■ What this task involves ■
The records under this task must be duplicated exactly.

━━━━━ Input data ━━━━━

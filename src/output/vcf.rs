//! VCF sink for converted array data.

use std::io::Write;

use crate::core::record::OutputRecord;
use crate::output::{OutputError, RecordSink};
use crate::utils::format::format_metric;

/// FORMAT column shared by every row
pub const FORMAT: &str = "GT:BAF:LRR";

const META_LINES: [&str; 4] = [
    "##fileformat=VCFv4.2",
    "##INFO=<ID=ALLELE_A,Number=1,Type=Integer,Description=\"A allele\">",
    "##INFO=<ID=ALLELE_B,Number=1,Type=Integer,Description=\"B allele\">",
    "##INFO=<ID=GC,Number=1,Type=Float,Description=\"GC ratio content around the variant\">",
];

/// Definitions of the [`FORMAT`] keys
pub const FORMAT_META_LINES: [&str; 3] = [
    "##FORMAT=<ID=GT,Number=1,Type=String,Description=\"Genotype\">",
    "##FORMAT=<ID=BAF,Number=1,Type=Float,Description=\"B Allele Frequency\">",
    "##FORMAT=<ID=LRR,Number=1,Type=Float,Description=\"Log R Ratio\">",
];

const FIXED_COLUMNS: [&str; 9] = [
    "#CHROM", "POS", "ID", "REF", "ALT", "QUAL", "FILTER", "INFO", "FORMAT",
];

/// Header lines for the given sample columns
#[must_use]
pub fn header_lines(samples: &[String]) -> Vec<String> {
    let mut lines: Vec<String> = META_LINES
        .iter()
        .chain(FORMAT_META_LINES.iter())
        .map(ToString::to_string)
        .collect();
    let columns: Vec<&str> = FIXED_COLUMNS
        .iter()
        .copied()
        .chain(samples.iter().map(String::as_str))
        .collect();
    lines.push(columns.join("\t"));
    lines
}

/// Render one data row, without the trailing newline
#[must_use]
pub fn format_record(record: &OutputRecord) -> String {
    let mut fields = vec![
        record.chromosome.clone(),
        record.position.to_string(),
        record.id.clone(),
        record.reference.clone(),
        record.alternates.join(","),
        ".".to_string(),
        ".".to_string(),
        format!(
            "ALLELE_A={};ALLELE_B={};GC={}",
            record.allele_a_index,
            record.allele_b_index,
            format_metric(record.gc)
        ),
        FORMAT.to_string(),
    ];
    fields.extend(record.samples.iter().map(|sample| {
        format!(
            "{}:{}:{}",
            sample.genotype,
            format_metric(sample.b_allele_freq),
            format_metric(sample.log_r_ratio)
        )
    }));
    fields.join("\t")
}

/// Writes a VCF header on creation, then one row per record
pub struct VcfWriter<W: Write> {
    inner: W,
}

impl<W: Write> VcfWriter<W> {
    /// # Errors
    ///
    /// Returns `OutputError::Io` if the header cannot be written.
    pub fn new(mut inner: W, samples: &[String]) -> Result<Self, OutputError> {
        for line in header_lines(samples) {
            writeln!(inner, "{line}")?;
        }
        Ok(Self { inner })
    }

    /// # Errors
    ///
    /// Returns `OutputError::Io` if flushing fails.
    pub fn into_inner(mut self) -> Result<W, OutputError> {
        self.inner.flush()?;
        Ok(self.inner)
    }
}

impl<W: Write> RecordSink for VcfWriter<W> {
    fn write_record(&mut self, record: &OutputRecord) -> Result<(), OutputError> {
        writeln!(self.inner, "{}", format_record(record))?;
        Ok(())
    }
}

#[cfg(test)]
mod tests {
    use super::*;
    use crate::core::record::{Genotype, SampleCall};

    fn record() -> OutputRecord {
        OutputRecord {
            chromosome: "chr1".to_string(),
            position: 100,
            id: "rs1".to_string(),
            reference: "A".to_string(),
            alternates: vec!["G".to_string()],
            allele_a_index: 0,
            allele_b_index: 1,
            gc: 0.416_666_67,
            samples: vec![
                SampleCall {
                    genotype: Genotype::new(Some(0), Some(0)),
                    b_allele_freq: 0.0123,
                    log_r_ratio: -0.254_321,
                },
                SampleCall {
                    genotype: Genotype::new(None, Some(1)),
                    b_allele_freq: 1.0,
                    log_r_ratio: f64::NAN,
                },
            ],
        }
    }

    #[test]
    fn test_header() {
        let lines = header_lines(&["NA12878.txt".to_string(), "NA12891.txt".to_string()]);
        assert_eq!(lines[0], "##fileformat=VCFv4.2");
        assert_eq!(
            lines.last().unwrap(),
            "#CHROM\tPOS\tID\tREF\tALT\tQUAL\tFILTER\tINFO\tFORMAT\tNA12878.txt\tNA12891.txt"
        );
        assert_eq!(lines.len(), 8);
    }

    #[test]
    fn test_format_record() {
        assert_eq!(
            format_record(&record()),
            "chr1\t100\trs1\tA\tG\t.\t.\tALLELE_A=0;ALLELE_B=1;GC=0.4167\tGT:BAF:LRR\t0/0:0.0123:-0.2543\t./1:1:NaN"
        );
    }

    #[test]
    fn test_multi_allelic_alt() {
        let mut record = record();
        record.reference = "T".to_string();
        record.alternates = vec!["A".to_string(), "G".to_string()];
        assert!(format_record(&record).contains("\tT\tA,G\t"));
    }

    #[test]
    fn test_writer() {
        let mut writer = VcfWriter::new(Vec::new(), &["s1".to_string()]).unwrap();
        writer.write_record(&record()).unwrap();

        let text = String::from_utf8(writer.into_inner().unwrap()).unwrap();
        let lines: Vec<&str> = text.lines().collect();
        assert_eq!(lines.len(), 9);
        assert!(lines[7].ends_with("FORMAT\ts1"));
        assert!(lines[8].starts_with("chr1\t100\trs1"));
    }
}
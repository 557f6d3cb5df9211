pub mod format;
pub mod validation;
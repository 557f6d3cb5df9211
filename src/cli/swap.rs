//! Swap command - exchange BAF and LRR in a converted VCF.

use std::io::{self, BufRead, BufReader};
use std::path::PathBuf;

use clap::Args;

use crate::cli::OutputFormat;
use crate::output::swap::swap_baf_lrr;
use crate::output::OutputTarget;
use crate::parsing::open_text;

/// Arguments for the swap-baf-lrr command
#[derive(Args)]
pub struct SwapArgs {
    /// Input VCF with FORMAT GT:BAF:LRR (plain or gzip); `-` for stdin
    pub input: PathBuf,

    /// Output VCF; `-` for stdout, a .gz suffix writes gzip
    #[arg(short, long, default_value = "-")]
    pub output: PathBuf,
}

/// Execute the swap-baf-lrr command
///
/// # Errors
///
/// Returns an error if the input cannot be read or a record's FORMAT is not
/// `GT:BAF:LRR`.
#[allow(clippy::needless_pass_by_value)]
pub fn run(args: SwapArgs, format: OutputFormat, verbose: bool) -> anyhow::Result<()> {
    let reader: Box<dyn BufRead> = if args.input.as_os_str() == "-" {
        Box::new(BufReader::new(io::stdin()))
    } else {
        open_text(&args.input)?
    };

    let mut target = OutputTarget::create(&args.output)?;
    let records = swap_baf_lrr(reader, &mut target)?;
    target.finish()?;

    match format {
        OutputFormat::Json => eprintln!("{}", serde_json::json!({ "records": records })),
        OutputFormat::Tsv => eprintln!("records\t{records}"),
        OutputFormat::Text if verbose => eprintln!("Swapped BAF and LRR on {records} records"),
        OutputFormat::Text => {}
    }
    Ok(())
}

━━━━━

■ Exercise answer ■
filename src/output/vcf.rs
//! VCF sink for converted array data.

use std::io::Write;

use crate::core::record::OutputRecord;
use crate::output::{OutputError, RecordSink};
use crate::utils::format::format_metric;

/// FORMAT column shared by every row
pub const FORMAT: &str = "GT:BAF:LRR";

const META_LINES: [&str; 4] = [
    "##fileformat=VCFv4.2",
    "##INFO=<ID=ALLELE_A,Number=1,Type=Integer,Description=\"A allele\">",
    "##INFO=<ID=ALLELE_B,Number=1,Type=Integer,Description=\"B allele\">",
    "##INFO=<ID=GC,Number=1,Type=Float,Description=\"GC ratio content around the variant\">",
];

/// Definitions of the [`FORMAT`] keys
pub const FORMAT_META_LINES: [&str; 3] = [
    "##FORMAT=<ID=GT,Number=1,Type=String,Description=\"Genotype\">",
    "##FORMAT=<ID=BAF,Number=1,Type=Float,Description=\"B Allele Frequency\">",
    "##FORMAT=<ID=LRR,Number=1,Type=Float,Description=\"Log R Ratio\">",
];

const FIXED_COLUMNS: [&str; 9] = [
    "#CHROM", "POS", "ID", "REF", "ALT", "QUAL", "FILTER", "INFO", "FORMAT",
];

/// Header lines for the given sample columns
#[must_use]
pub fn header_lines(samples: &[String]) -> Vec<String> {
    let mut lines: Vec<String> = META_LINES
        .iter()
        .chain(FORMAT_META_LINES.iter())
        .map(ToString::to_string)
        .collect();
    let columns: Vec<&str> = FIXED_COLUMNS
        .iter()
        .copied()
        .chain(samples.iter().map(String::as_str))
        .collect();
    lines.push(columns.join("\t"));
    lines
}

/// Render one data row, without the trailing newline
#[must_use]
pub fn format_record(record: &OutputRecord) -> String {
    let mut fields = vec![
        record.chromosome.clone(),
        record.position.to_string(),
        record.id.clone(),
        record.reference.clone(),
        record.alternates.join(","),
        ".".to_string(),
        ".".to_string(),
        format!(
            "ALLELE_A={};ALLELE_B={};GC={}",
            record.allele_a_index,
            record.allele_b_index,
            format_metric(record.gc)
        ),
        FORMAT.to_string(),
    ];
    fields.extend(record.samples.iter().map(|sample| {
        format!(
            "{}:{}:{}",
            sample.genotype,
            format_metric(sample.b_allele_freq),
            format_metric(sample.log_r_ratio)
        )
    }));
    fields.join("\t")
}

/// Writes a VCF header on creation, then one row per record
pub struct VcfWriter<W: Write> {
    inner: W,
}

impl<W: Write> VcfWriter<W> {
    /// # Errors
    ///
    /// Returns `OutputError::Io` if the header cannot be written.
    pub fn new(mut inner: W, samples: &[String]) -> Result<Self, OutputError> {
        for line in header_lines(samples) {
            writeln!(inner, "{line}")?;
        }
        Ok(Self { inner })
    }

    /// # Errors
    ///
    /// Returns `OutputError::Io` if flushing fails.
    pub fn into_inner(mut self) -> Result<W, OutputError> {
        self.inner.flush()?;
        Ok(self.inner)
    }
}

impl<W: Write> RecordSink for VcfWriter<W> {
    fn write_record(&mut self, record: &OutputRecord) -> Result<(), OutputError> {
        writeln!(self.inner, "{}", format_record(record))?;
        Ok(())
    }
}

#[cfg(test)]
mod tests {
    use super::*;
    use crate::core::record::{Genotype, SampleCall};

    fn record() -> OutputRecord {
        OutputRecord {
            chromosome: "chr1".to_string(),
            position: 100,
            id: "rs1".to_string(),
            reference: "A".to_string(),
            alternates: vec!["G".to_string()],
            allele_a_index: 0,
            allele_b_index: 1,
            gc: 0.416_666_67,
            samples: vec![
                SampleCall {
                    genotype: Genotype::new(Some(0), Some(0)),
                    b_allele_freq: 0.0123,
                    log_r_ratio: -0.254_321,
                },
                SampleCall {
                    genotype: Genotype::new(None, Some(1)),
                    b_allele_freq: 1.0,
                    log_r_ratio: f64::NAN,
                },
            ],
        }
    }

    #[test]
    fn test_header() {
        let lines = header_lines(&["NA12878.txt".to_string(), "NA12891.txt".to_string()]);
        assert_eq!(lines[0], "##fileformat=VCFv4.2");
        assert_eq!(
            lines.last().unwrap(),
            "#CHROM\tPOS\tID\tREF\tALT\tQUAL\tFILTER\tINFO\tFORMAT\tNA12878.txt\tNA12891.txt"
        );
        assert_eq!(lines.len(), 8);
    }

    #[test]
    fn test_format_record() {
        assert_eq!(
            format_record(&record()),
            "chr1\t100\trs1\tA\tG\t.\t.\tALLELE_A=0;ALLELE_B=1;GC=0.4167\tGT:BAF:LRR\t0/0:0.0123:-0.2543\t./1:1:NaN"
        );
    }

    #[test]
    fn test_multi_allelic_alt() {
        let mut record = record();
        record.reference = "T".to_string();
        record.alternates = vec!["A".to_string(), "G".to_string()];
        assert!(format_record(&record).contains("\tT\tA,G\t"));
    }

    #[test]
    fn test_writer() {
        let mut writer = VcfWriter::new(Vec::new(), &["s1".to_string()]).unwrap();
        writer.write_record(&record()).unwrap();

        let text = String::from_utf8(writer.into_inner().unwrap()).unwrap();
        let lines: Vec<&str> = text.lines().collect();
        assert_eq!(lines.len(), 9);
        assert!(lines[7].ends_with("FORMAT\ts1"));
        assert!(lines[8].starts_with("chr1\t100\trs1"));
    }
}
repository 557f6d3cb5df9211
pub mod format;
pub mod validation;
repository 557f6d3cb5df9211
filename src/cli/swap.rs
//! Swap command - exchange BAF and LRR in a converted VCF.

use std::io::{self, BufRead, BufReader};
use std::path::PathBuf;

use clap::Args;

use crate::cli::OutputFormat;
use crate::output::swap::swap_baf_lrr;
use crate::output::OutputTarget;
use crate::parsing::open_text;

/// Arguments for the swap-baf-lrr command
#[derive(Args)]
pub struct SwapArgs {
    /// Input VCF with FORMAT GT:BAF:LRR (plain or gzip); `-` for stdin
    pub input: PathBuf,

    /// Output VCF; `-` for stdout, a .gz suffix writes gzip
    #[arg(short, long, default_value = "-")]
    pub output: PathBuf,
}

/// Execute the swap-baf-lrr command
///
/// # Errors
///
/// Returns an error if the input cannot be read or a record's FORMAT is not
/// `GT:BAF:LRR`.
#[allow(clippy::needless_pass_by_value)]
pub fn run(args: SwapArgs, format: OutputFormat, verbose: bool) -> anyhow::Result<()> {
    let reader: Box<dyn BufRead> = if args.input.as_os_str() == "-" {
        Box::new(BufReader::new(io::stdin()))
    } else {
        open_text(&args.input)?
    };

    let mut target = OutputTarget::create(&args.output)?;
    let records = swap_baf_lrr(reader, &mut target)?;
    target.finish()?;

    match format {
        OutputFormat::Json => eprintln!("{}", serde_json::json!({ "records": records })),
        OutputFormat::Tsv => eprintln!("records\t{records}"),
        OutputFormat::Text if verbose => eprintln!("Swapped BAF and LRR on {records} records"),
        OutputFormat::Text => {}
    }
    Ok(())
}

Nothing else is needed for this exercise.